Позже она показала нам стриптиз, вызвав цепную эрекцию у дворян.
Вот я аукнул - память откликнулась, странным образом извлекла из глубин, выдала на поверхность тех, кто вряд ли еще появится на страницах этой истории. Ими, конечно же, парад паразитов далеко не исчерпывается. Наиболее пыльные титулы так и остались валяться в пыли. Они нам без надобности. Мелкое дворянство, набранное из Поручиковых, тоже вряд ли заинтересует кого. Будут еще появляться по ходу дела графы, бароны, виконты. Будет вам шевалье. Наберитесь терпения, господа.
Столы ломились от амброзий: устрицы, улитки, угри. Угодливая обслуга. Я же, глядя на это, испытывал приступ тоски по хорошей котлете. Вместо полноценного питания - одни понты.

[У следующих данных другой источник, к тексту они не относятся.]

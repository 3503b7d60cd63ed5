//! # Request Publisher
//!
//! Publishes a validated render request to the request routing key as a
//! persistent, mandatory JSON message with publisher confirms. The
//! correlation id travels as a message property and in the body; `reply_to`
//! names the device's reply queue.

use std::sync::Arc;

use matrx_bus::{BrokerChannel, MessageProperties, OutboundMessage, PublishOutcome};
use matrx_telemetry::{PUBLISH_FAILURES, REQUESTS_PUBLISHED};
use matrx_types::{CorrelationId, RenderRequest, Topology, CONTENT_TYPE_JSON};
use tracing::{info, warn};

use crate::error::RenderClientError;

/// Proof that the broker accepted a request.
#[derive(Debug, Clone, PartialEq, Eq)]
pub struct PublishReceipt {
    pub correlation_id: CorrelationId,
    pub device_id: String,
    pub routing_key: String,
    pub reply_to: String,
    pub body_len: usize,
}

pub struct RequestPublisher {
    channel: Arc<dyn BrokerChannel>,
    topology: Topology,
}

impl RequestPublisher {
    pub fn new(channel: Arc<dyn BrokerChannel>, topology: Topology) -> Self {
        Self { channel, topology }
    }

    /// Publish `request`. A request without a correlation id gets a fresh one,
    /// reported in the receipt.
    pub async fn publish(&self, request: &RenderRequest) -> Result<PublishReceipt, RenderClientError> {
        let correlation_id = request
            .correlation_id
            .clone()
            .unwrap_or_else(CorrelationId::new);
        let invalid = |source| {
            PUBLISH_FAILURES.with_label_values(&["invalid"]).inc();
            RenderClientError::invalid_request(&request.device.id, Some(&correlation_id), source)
        };
        request
            .validate()
            .and_then(|()| self.topology.check_device(&request.device.id))
            .map_err(invalid)?;

        let device_id = request.device.id.to_string();
        let reply_to = self.topology.reply_queue_name(&request.device.id);

        let body = if request.correlation_id.is_some() {
            request.to_json_bytes()
        } else {
            request
                .clone()
                .with_correlation_id(correlation_id.clone())
                .to_json_bytes()
        }
        .map_err(invalid)?;
        let body_len = body.len();

        let properties = MessageProperties::default()
            .with_content_type(CONTENT_TYPE_JSON)
            .persistent()
            .with_correlation_id(correlation_id.as_str())
            .with_reply_to(reply_to.clone());
        let message = OutboundMessage::new(
            self.topology.exchange.clone(),
            self.topology.request_routing_key.clone(),
            properties,
            body,
        );

        let failed = |reason: String| RenderClientError::Publish {
            device_id: device_id.clone(),
            correlation_id: correlation_id.clone(),
            reason,
        };

        match self.channel.publish(message).await {
            Ok(PublishOutcome::Confirmed) => {
                REQUESTS_PUBLISHED.inc();
                info!(
                    device_id = %device_id,
                    correlation_id = %correlation_id,
                    app_id = %request.app_id,
                    routing_key = %self.topology.request_routing_key,
                    "Render request published"
                );
                Ok(PublishReceipt {
                    correlation_id,
                    device_id,
                    routing_key: self.topology.request_routing_key.clone(),
                    reply_to,
                    body_len,
                })
            }
            Ok(PublishOutcome::Returned { reply_text }) => {
                PUBLISH_FAILURES.with_label_values(&["unroutable"]).inc();
                warn!(
                    device_id = %device_id,
                    correlation_id = %correlation_id,
                    routing_key = %self.topology.request_routing_key,
                    reply_text = %reply_text,
                    "Render request returned unroutable"
                );
                Err(RenderClientError::Unroutable {
                    device_id,
                    correlation_id,
                    reply_text,
                })
            }
            Ok(PublishOutcome::Nacked) => {
                PUBLISH_FAILURES.with_label_values(&["nacked"]).inc();
                warn!(device_id = %device_id, correlation_id = %correlation_id, "Render request nacked");
                Err(failed("broker nacked the message".to_string()))
            }
            Err(e) => {
                PUBLISH_FAILURES.with_label_values(&["transport"]).inc();
                warn!(device_id = %device_id, correlation_id = %correlation_id, error = %e, "Render request publish failed");
                Err(failed(e.to_string()))
            }
        }
    }
}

Ели досыта, пили досуха, кто желал. Кому не хватало - прикупали у стойки, у которой дежурили несколько, ждущих востребования, одетых уланами кавалерист-девиц, да бродил некий виконт, контролировавший их поведение. 'Вы озабочены? Вам помочь?' - подходил он к некоторым из присутствующих.
Нежно-пьяный мужчина в современном штатском костюме, сидя в одиночестве невдалеке, безуспешно ловил вилкой скользкий соленый груздь. Глядя на гриб (нежно) и тыча вилкой (пьяно) он успевал наполнять левой рукой небольшие рюмашки. Рюмашки, презирая пищеварение, человек вливал себе в глаз. Я почему-то подумал, что он из милиции. Почувствовав на себе наше внимание, он поднял лицо.
- Капитан Строганов. Граф, а не беф, - громко отрекомендовался он, подчеркнув последнее обстоятельство взмахом вилки.